Figure 1: Sogelau Tuvalu, a shotputter from American Samoa, entered the 100-meter dash at the 2011 World Championships in Athletics because there were no registration requirements. He finished four seconds behind the second-slowest runner at 15.66 seconds. Presumably, neither feature selection scheme would identify Tuvalu as a great runner. (Source)

How does it work?

This algorithm was originally designed for use with random forests, but can be applied to any type of model that outputs feature importances. In a nutshell, here’s how the algorithm works (explanation taken directly from a talk I gave on this paper in 2016):

At each iteration:

For each feature , randomly permute it to generate a “shadow feature” (random attribute) .
Sequentially fit a bunch of random forests on the original and shadow features.

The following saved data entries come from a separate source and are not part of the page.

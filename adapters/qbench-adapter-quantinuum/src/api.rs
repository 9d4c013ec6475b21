//! Quantinuum REST API client.
//!
//! Covers the endpoints a benchmark run needs: login, job submission, job
//! status with results, cancellation and machine status.

use std::collections::HashMap;
use std::time::Duration;

use reqwest::{Client, RequestBuilder, Response, StatusCode};
use serde::de::DeserializeOwned;
use serde::{Deserialize, Serialize};
use tokio::sync::Mutex;
use tracing::{debug, instrument, warn};

use crate::error::{QuantinuumError, QuantinuumResult};

/// Quantinuum cloud API base URL.
pub const BASE_URL: &str = "https://qapi.quantinuum.com/v1";

/// Quantinuum REST API client.
///
/// Logs in lazily with email and password and keeps the JWT id-token. A 401
/// on any call clears the token, logs in again and retries that call once.
pub struct QuantinuumClient {
    client: Client,
    base_url: String,
    email: String,
    password: String,
    token: Mutex<Option<String>>,
}

impl std::fmt::Debug for QuantinuumClient {
    fn fmt(&self, f: &mut std::fmt::Formatter<'_>) -> std::fmt::Result {
        f.debug_struct("QuantinuumClient")
            .field("base_url", &self.base_url)
            .field("email", &self.email)
            .field("password", &"[REDACTED]")
            .field("token", &"[REDACTED]")
            .finish()
    }
}

impl QuantinuumClient {
    /// Create a client for the production endpoint.
    pub fn new(email: impl Into<String>, password: impl Into<String>) -> QuantinuumResult<Self> {
        Self::with_base_url(BASE_URL, email, password)
    }

    /// Create a client for a custom base URL.
    pub fn with_base_url(
        base_url: impl Into<String>,
        email: impl Into<String>,
        password: impl Into<String>,
    ) -> QuantinuumResult<Self> {
        let client = Client::builder()
            .timeout(Duration::from_secs(60))
            .connect_timeout(Duration::from_secs(10))
            .build()?;

        Ok(Self {
            client,
            base_url: base_url.into().trim_end_matches('/').to_string(),
            email: email.into(),
            password: password.into(),
            token: Mutex::new(None),
        })
    }

    /// API base URL without trailing slash.
    pub fn base_url(&self) -> &str {
        &self.base_url
    }

    /// Exchange email and password for an id-token.
    #[instrument(skip(self))]
    pub async fn login(&self) -> QuantinuumResult<String> {
        debug!("Logging in to Quantinuum API");
        let body = serde_json::json!({
            "email": self.email,
            "password": self.password,
        });

        let resp = self
            .client
            .post(self.url("login"))
            .json(&body)
            .send()
            .await?;

        if matches!(
            resp.status(),
            StatusCode::UNAUTHORIZED | StatusCode::FORBIDDEN
        ) {
            let msg = resp.text().await.unwrap_or_default();
            return Err(QuantinuumError::AuthFailed(msg));
        }
        let data: LoginResponse = decode(resp).await?;

        *self.token.lock().await = Some(data.id_token.clone());
        debug!("Quantinuum login successful");
        Ok(data.id_token)
    }

    fn url(&self, path: &str) -> String {
        format!("{}/{}", self.base_url, path.trim_start_matches('/'))
    }

    async fn token(&self) -> QuantinuumResult<String> {
        if let Some(token) = self.token.lock().await.clone() {
            return Ok(token);
        }
        self.login().await
    }

    /// Send an authorized request, logging in again and retrying once on 401.
    ///
    /// Quantinuum expects the bare id-token in `Authorization`, without a
    /// `Bearer` prefix.
    async fn send<F>(&self, build: F) -> QuantinuumResult<Response>
    where
        F: Fn(&Client) -> RequestBuilder,
    {
        let token = self.token().await?;
        let resp = build(&self.client)
            .header("Authorization", &token)
            .send()
            .await?;
        if resp.status() != StatusCode::UNAUTHORIZED {
            return Ok(resp);
        }

        warn!("Quantinuum token rejected, logging in again");
        *self.token.lock().await = None;
        let token = self.login().await?;
        let resp = build(&self.client)
            .header("Authorization", &token)
            .send()
            .await?;
        if resp.status() == StatusCode::UNAUTHORIZED {
            let msg = resp.text().await.unwrap_or_default();
            return Err(QuantinuumError::AuthFailed(msg));
        }
        Ok(resp)
    }

    /// Submit a circuit for execution.
    #[instrument(skip(self, req), fields(machine = %req.machine))]
    pub async fn submit_job(&self, req: &JobRequest) -> QuantinuumResult<JobResponse> {
        let url = self.url("job");
        let resp = self.send(|c| c.post(&url).json(req)).await?;
        decode(resp).await
    }

    /// Current status of a job, with results once it has completed.
    #[instrument(skip(self))]
    pub async fn get_job(&self, job_id: &str) -> QuantinuumResult<JobStatusResponse> {
        let url = self.url(&format!("job/{job_id}"));
        let resp = self.send(|c| c.get(&url)).await?;
        if resp.status() == StatusCode::NOT_FOUND {
            return Err(QuantinuumError::JobNotFound(job_id.to_string()));
        }
        decode(resp).await
    }

    /// Cancel a queued or running job.
    #[instrument(skip(self))]
    pub async fn cancel_job(&self, job_id: &str) -> QuantinuumResult<()> {
        let url = self.url(&format!("job/{job_id}/cancel"));
        let resp = self.send(|c| c.post(&url)).await?;
        match resp.status() {
            StatusCode::NOT_FOUND => Err(QuantinuumError::JobNotFound(job_id.to_string())),
            s if s.is_success() => Ok(()),
            s => Err(QuantinuumError::ApiError {
                status: s.as_u16(),
                message: resp.text().await.unwrap_or_default(),
            }),
        }
    }

    /// Status of one machine.
    #[instrument(skip(self))]
    pub async fn get_machine(&self, machine: &str) -> QuantinuumResult<MachineInfo> {
        let url = self.url(&format!("machine/{machine}"));
        let resp = self.send(|c| c.get(&url)).await?;
        decode(resp).await
    }
}

/// Deserialize a success body, or turn the response into an `ApiError`.
async fn decode<T: DeserializeOwned>(resp: Response) -> QuantinuumResult<T> {
    let status = resp.status();
    if !status.is_success() {
        return Err(QuantinuumError::ApiError {
            status: status.as_u16(),
            message: resp.text().await.unwrap_or_default(),
        });
    }
    let bytes = resp.bytes().await?;
    Ok(serde_json::from_slice(&bytes)?)
}

/// Response from `POST /login`.
#[derive(Debug, Deserialize)]
pub struct LoginResponse {
    #[serde(rename = "id-token")]
    pub id_token: String,
}

/// Request body for `POST /job`.
#[derive(Debug, Serialize)]
pub struct JobRequest {
    /// Job name shown in the Quantinuum user portal.
    pub name: String,
    /// Number of shots.
    pub count: u32,
    /// Target machine, e.g. `"H2-1LE"`.
    pub machine: String,
    /// Always `"OPENQASM 2.0"`.
    pub language: String,
    /// Program text.
    pub program: String,
    /// Server-side optimisation switch.
    #[serde(skip_serializing_if = "Option::is_none")]
    pub options: Option<JobOptions>,
}

impl JobRequest {
    /// Create a QASM 2.0 job request.
    pub fn new(machine: impl Into<String>, program: impl Into<String>, count: u32) -> Self {
        Self {
            name: format!("qbench-{}", uuid::Uuid::new_v4()),
            count,
            machine: machine.into(),
            language: "OPENQASM 2.0".into(),
            program: program.into(),
            options: None,
        }
    }

    /// Set job options.
    #[must_use]
    pub fn with_options(mut self, options: JobOptions) -> Self {
        self.options = Some(options);
        self
    }
}

/// Optional job execution options.
#[derive(Debug, Default, Serialize)]
pub struct JobOptions {
    /// Disable server-side optimisation so the submitted circuit runs as compiled.
    #[serde(rename = "no-opt", skip_serializing_if = "Option::is_none")]
    pub no_opt: Option<bool>,
}

/// Response from `POST /job`.
#[derive(Debug, Deserialize)]
pub struct JobResponse {
    pub job: String,
}

/// Response from `GET /job/{id}`.
#[derive(Debug, Deserialize)]
pub struct JobStatusResponse {
    #[serde(default)]
    pub job: Option<String>,
    /// `queued`, `submitted`, `running`, `completed`, `failed`, `canceled`
    /// or `cancelling`.
    pub status: String,
    /// Per-register shot results once completed: register name to one
    /// bitstring per shot, highest bit first.
    #[serde(default)]
    pub results: Option<HashMap<String, Vec<String>>>,
    #[serde(default)]
    pub error: Option<String>,
    #[serde(rename = "queue-position", default)]
    pub queue_position: Option<u32>,
}

impl JobStatusResponse {
    pub fn is_completed(&self) -> bool {
        self.status.eq_ignore_ascii_case("completed")
    }

    pub fn is_failed(&self) -> bool {
        self.status.eq_ignore_ascii_case("failed")
    }

    pub fn is_cancelled(&self) -> bool {
        self.status.eq_ignore_ascii_case("canceled") || self.status.eq_ignore_ascii_case("cancelled")
    }

    pub fn is_running(&self) -> bool {
        self.status.eq_ignore_ascii_case("running")
    }
}

/// Machine status returned by `GET /machine/{name}`.
#[derive(Debug, Clone, Deserialize)]
pub struct MachineInfo {
    pub name: String,
    #[serde(rename = "n_qubits", default)]
    pub num_qubits: Option<u32>,
    #[serde(default)]
    pub status: Option<String>,
    #[serde(rename = "queue-length", default)]
    pub queue_length: Option<u32>,
}

impl MachineInfo {
    /// Whether the machine accepts jobs.
    pub fn is_online(&self) -> bool {
        self.status.as_deref().is_some_and(|s| {
            matches!(
                s.to_ascii_lowercase().as_str(),
                "online" | "available" | "ready"
            )
        })
    }
}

2a. Calculate feature importances on the original and shadow features.

2b. Call the feature “important” for a single run if its importance is higher than that of the maximum importance of all shadow features (MIRA).
Eliminate all features whose importances across all runs are low enough (via a hypothesis test criterion described in the paper). Keep all features whose importances across all runs are high enough. Any feature with importance not sufficiently low or high is “tentatively important”.
Repeat from the beginning with all tentative features until all are declared important or not important, or until a particular number of iterations.

The logic behind Boruta is akin to having a randomly-selected audience member run alongside each runner in the Olympic 100-meter dash. We say that the best runners are those who run faster than the best audience member. Under this criteria, we would say that almost all of the runners are skilled, rather than searching for ten skilled runners.

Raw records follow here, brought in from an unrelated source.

//! Backend capability introspection.
//!
//! Describes what a backend can do: qubit count, supported gates and
//! connectivity. The orchestrator reads `num_qubits` as the default qubit
//! ceiling; adapters use the gate set to validate compiled circuits.
//!
//! All edges in [`Topology`] are bidirectional.

use serde::{Deserialize, Serialize};

/// Whether a backend simulates classically or runs on a device.
#[derive(Debug, Clone, Copy, PartialEq, Eq, Hash, Serialize, Deserialize)]
pub enum BackendKind {
    /// Local classical simulator.
    Simulator,
    /// Remote quantum hardware or a hosted emulator of it.
    Hardware,
}

impl std::fmt::Display for BackendKind {
    fn fmt(&self, f: &mut std::fmt::Formatter<'_>) -> std::fmt::Result {
        match self {
            BackendKind::Simulator => write!(f, "simulator"),
            BackendKind::Hardware => write!(f, "hardware"),
        }
    }
}

/// Hardware capabilities of a backend.
#[derive(Debug, Clone, Serialize, Deserialize)]
pub struct Capabilities {
    /// Name of the backend.
    pub name: String,
    /// Number of qubits available.
    pub num_qubits: u32,
    /// Supported gate set (QASM naming).
    pub gate_set: GateSet,
    /// Qubit connectivity. All edges are bidirectional.
    pub topology: Topology,
    /// Maximum number of shots per job.
    pub max_shots: u32,
    /// Simulator (`true`) or real hardware (`false`).
    pub is_simulator: bool,
    /// Capability flags, e.g. `"statevector"`, `"counts"`, `"unitary"`.
    #[serde(default, skip_serializing_if = "Vec::is_empty")]
    pub features: Vec<String>,
}

impl Capabilities {
    /// Create capabilities for a local simulator with all-to-all connectivity.
    pub fn simulator(name: impl Into<String>, num_qubits: u32) -> Self {
        Self {
            name: name.into(),
            num_qubits,
            gate_set: GateSet::universal(),
            topology: Topology::full(num_qubits),
            max_shots: 1_000_000,
            is_simulator: true,
            features: vec![],
        }
    }

    /// Create capabilities for Quantinuum ion-trap devices.
    ///
    /// All Quantinuum hardware has all-to-all qubit connectivity.
    pub fn quantinuum(name: impl Into<String>, num_qubits: u32) -> Self {
        Self {
            name: name.into(),
            num_qubits,
            gate_set: GateSet::rotations(),
            topology: Topology::full(num_qubits),
            max_shots: 10_000,
            is_simulator: false,
            features: vec!["counts".into(), "mid_circuit_measurement".into()],
        }
    }

    /// Set the topology.
    #[must_use]
    pub fn with_topology(mut self, topology: Topology) -> Self {
        self.topology = topology;
        self
    }

    /// Set the gate set.
    #[must_use]
    pub fn with_gate_set(mut self, gate_set: GateSet) -> Self {
        self.gate_set = gate_set;
        self
    }

    /// Add a capability flag.
    #[must_use]
    pub fn with_feature(mut self, feature: impl Into<String>) -> Self {
        self.features.push(feature.into());
        self
    }

    /// Backend kind derived from `is_simulator`.
    pub fn kind(&self) -> BackendKind {
        if self.is_simulator {
            BackendKind::Simulator
        } else {
            BackendKind::Hardware
        }
    }

    /// Check whether a capability flag is set.
    pub fn has_feature(&self, feature: &str) -> bool {
        self.features.iter().any(|f| f == feature)
    }
}

/// Set of gates a backend accepts.
#[derive(Debug, Clone, Serialize, Deserialize)]
pub struct GateSet {
    /// Single-qubit gates supported.
    pub single_qubit: Vec<String>,
    /// Two-qubit gates supported.
    pub two_qubit: Vec<String>,
    /// Three-qubit gates supported.
    #[serde(default, skip_serializing_if = "Vec::is_empty")]
    pub three_qubit: Vec<String>,
}

fn names(gates: &[&str]) -> Vec<String> {
    gates.iter().map(|g| (*g).to_string()).collect()
}

impl GateSet {
    /// Every gate the qbench IR knows.
    pub fn universal() -> Self {
        Self {
            single_qubit: names(&[
                "id", "x", "y", "z", "h", "s", "sdg", "t", "tdg", "sx", "sxdg", "rx", "ry", "rz",
                "p", "u",
            ]),
            two_qubit: names(&[
                "cx", "cy", "cz", "ch", "swap", "crx", "cry", "crz", "cp", "rzz",
            ]),
            three_qubit: names(&["ccx", "cswap"]),
        }
    }

    /// Single-qubit rotations plus CNOT.
    pub fn rotations() -> Self {
        Self {
            single_qubit: names(&["rx", "ry", "rz"]),
            two_qubit: names(&["cx"]),
            three_qubit: vec![],
        }
    }

    /// Check if a gate is supported.
    pub fn contains(&self, gate: &str) -> bool {
        self.single_qubit.iter().any(|g| g == gate)
            || self.two_qubit.iter().any(|g| g == gate)
            || self.three_qubit.iter().any(|g| g == gate)
    }

    /// All supported gate names.
    pub fn all(&self) -> impl Iterator<Item = &str> {
        self.single_qubit
            .iter()
            .chain(&self.two_qubit)
            .chain(&self.three_qubit)
            .map(String::as_str)
    }
}

/// Qubit connectivity topology.
#[derive(Debug, Clone, Serialize, Deserialize)]
pub struct Topology {
    /// Kind of topology.
    pub kind: TopologyKind,
    /// Coupling edges (pairs of connected qubits). Bidirectional.
    pub edges: Vec<(u32, u32)>,
}

impl Topology {
    /// Create a linear topology.
    pub fn linear(n: u32) -> Self {
        let edges: Vec<_> = (0..n.saturating_sub(1)).map(|i| (i, i + 1)).collect();
        Self {
            kind: TopologyKind::Linear,
            edges,
        }
    }

    /// Create a fully connected topology.
    pub fn full(n: u32) -> Self {
        let mut edges = vec![];
        for i in 0..n {
            for j in (i + 1)..n {
                edges.push((i, j));
            }
        }
        Self {
            kind: TopologyKind::FullyConnected,
            edges,
        }
    }

    /// Check if two qubits are connected.
    pub fn is_connected(&self, q1: u32, q2: u32) -> bool {
        (self.kind == TopologyKind::FullyConnected && q1 != q2)
            || self
                .edges
                .iter()
                .any(|&(a, b)| (a == q1 && b == q2) || (a == q2 && b == q1))
    }
}

/// Kind of qubit topology.
#[derive(Debug, Clone, Serialize, Deserialize, PartialEq, Eq)]
#[non_exhaustive]
pub enum TopologyKind {
    /// Fully connected (all-to-all).
    FullyConnected,
    /// Linear chain.
    Linear,
}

Use case: Aptamer Detection

I will be replicating the analysis that Kursa, Jankowski, and Rudnicki performed in the original Boruta paper. Their goal is to use Boruta to identify which k-mers are indicative that a given molecule is an aptamer. An aptamer is a class of short DNA or RNA molecules with clinical and research applications. For a given DNA or RNA sequence, a k-mer is a k-letter subsequence¹.

This is an aptamer of ATP, the primary molecule involved in energy production. Boruta found the GGAG 4-mer to be important, while past research indicated that the GAAGA motif was important. (Source is from the original Boruta paper.)

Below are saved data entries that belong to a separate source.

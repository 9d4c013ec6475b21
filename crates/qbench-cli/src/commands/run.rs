//! Run command implementation.

use std::path::{Path, PathBuf};
use std::time::Duration;

use anyhow::{Context, Result};
use console::style;
use indicatif::{ProgressBar, ProgressStyle};
use tracing::debug;

use qbench_core::export::{self, ExportConfig, ExportFormat};
use qbench_core::{BenchmarkRecord, BenchmarkReport, RowStatus, RunObserver, render_table};

use super::common::{default_registry, load_circuit, load_config};

/// Output written to stdout.
#[derive(Debug, Clone, Copy, PartialEq, Eq, clap::ValueEnum)]
pub enum OutputFormat {
    Table,
    Json,
}

/// Arguments of `qbench run`.
#[derive(Debug, Clone, PartialEq, clap::Args)]
pub struct RunArgs {
    /// OpenQASM 2.0 circuit file
    pub input: PathBuf,

    /// Backends to run, comma separated (defaults to the configured list)
    #[arg(short, long, value_delimiter = ',')]
    pub backends: Vec<String>,

    /// Number of shots for sampling backends
    #[arg(short, long)]
    pub shots: Option<u32>,

    /// Seed for sampling backends
    #[arg(long)]
    pub seed: Option<u64>,

    /// Backend used as the fidelity baseline
    #[arg(long)]
    pub ground_truth: Option<String>,

    /// Seconds to wait for hardware jobs before reporting them as queued
    #[arg(long)]
    pub timeout: Option<u64>,

    /// Configuration file (YAML)
    #[arg(short, long, env = "QBENCH_CONFIG")]
    pub config: Option<PathBuf>,

    /// Write the JSON report to this file
    #[arg(short, long)]
    pub output: Option<PathBuf>,

    /// Stdout format
    #[arg(short, long, value_enum, default_value_t = OutputFormat::Table)]
    pub format: OutputFormat,

    /// Export only the sanitized rows instead of the full report
    #[arg(long)]
    pub rows: bool,
}

/// Spinner that follows the orchestrator through the plan.
struct Progress {
    spinner: ProgressBar,
}

impl Progress {
    fn new(quiet: bool) -> Self {
        let spinner = if quiet {
            ProgressBar::hidden()
        } else {
            ProgressBar::new_spinner()
        };
        if let Ok(template) = ProgressStyle::default_spinner().template("{spinner:.cyan} {msg}") {
            spinner.set_style(template);
        }
        spinner.enable_steady_tick(Duration::from_millis(100));
        Self { spinner }
    }
}

impl RunObserver for Progress {
    fn backend_started(&mut self, name: &str, position: usize, total: usize) {
        self.spinner
            .set_message(format!("[{}/{}] Running {}...", position + 1, total, name));
    }

    fn backend_finished(&mut self, record: &BenchmarkRecord) {
        let row = qbench_core::ReportRow::from(record);
        let mark = match row.status {
            RowStatus::Ok => style("✓").green().bold(),
            RowStatus::Queued => style("…").yellow().bold(),
            RowStatus::Error => style("✗").red().bold(),
        };
        self.spinner.println(format!(
            "  {} {} ({:.3}s)",
            mark,
            style(&row.backend_name).bold(),
            row.total_latency
        ));
    }
}

/// Execute the run command.
pub async fn execute(args: &RunArgs) -> Result<()> {
    let mut config = load_config(args.config.as_deref())?;
    if let Some(shots) = args.shots {
        config.shots = shots;
    }
    if let Some(seed) = args.seed {
        config.seed = Some(seed);
    }
    if let Some(ground_truth) = &args.ground_truth {
        config.ground_truth.clone_from(ground_truth);
    }
    if let Some(timeout) = args.timeout {
        config.hardware_timeout_seconds = timeout;
    }
    if !args.backends.is_empty() {
        config.default_backends.clone_from(&args.backends);
    }
    config.validate().context("Invalid command-line options")?;
    debug!("Effective configuration: {:?}", config);

    let json = args.format == OutputFormat::Json;
    let input = load_circuit(&args.input)?;
    if !json {
        println!(
            "{} Benchmarking {} on {}",
            style("→").cyan().bold(),
            style(args.input.display()).green(),
            style(config.default_backends.join(", ")).yellow()
        );
        println!(
            "  Loaded: {} qubits, {} gates, depth {}",
            input.summary.num_qubits, input.summary.gate_count, input.summary.depth
        );
    }

    let orchestrator = config.orchestrator(default_registry());
    let mut progress = Progress::new(json);
    let records = orchestrator
        .run_observed(&input.circuit, &config.default_backends, &mut progress)
        .await?;
    progress.spinner.finish_and_clear();

    let report = BenchmarkReport::new(input.summary, orchestrator.options(), records);
    let export_config = ExportConfig {
        pretty: true,
        format: if args.rows {
            ExportFormat::Rows
        } else {
            ExportFormat::Report
        },
    };

    match args.format {
        OutputFormat::Table => print_summary(&report),
        OutputFormat::Json => println!("{}", export::to_json(&report, &export_config)?),
    }

    if let Some(path) = &args.output {
        write_report(&report, path, &export_config)?;
        if !json {
            println!(
                "\n{} Report written to {}",
                style("✓").green().bold(),
                style(path.display()).cyan()
            );
        }
    }

    Ok(())
}

fn print_summary(report: &BenchmarkReport) {
    println!();
    print!("{}", render_table(&report.rows()));

    match report.baseline() {
        Some(baseline) => println!(
            "\n  Baseline: {}",
            style(&baseline.backend_name).cyan()
        ),
        None => println!(
            "\n  {} No baseline: fidelity unavailable",
            style("!").yellow().bold()
        ),
    }
    if report.failures() > 0 {
        println!(
            "  {} {} backend(s) failed",
            style("✗").red().bold(),
            report.failures()
        );
    }
}

fn write_report(report: &BenchmarkReport, path: &Path, config: &ExportConfig) -> Result<()> {
    export::to_file(report, path, config)
        .with_context(|| format!("Failed to export report to {}", path.display()))
}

Figure 2: This is an aptamer of ATP, the primary molecule involved in energy production. Boruta found the GGAG 4-mer to be important, while past research indicated that the GAAGA motif was important. (Source is from the original Boruta paper.)

For example, the sequence GAACTAGG contains:

The 3-mers GAA, AAC, ACT, CTA, TAG, and AGG.
The 4-mers GAAC, AACT, CTAG, and TAGG.
The 5-mers GAACT, AACTA, ACTAG, and CTAGG.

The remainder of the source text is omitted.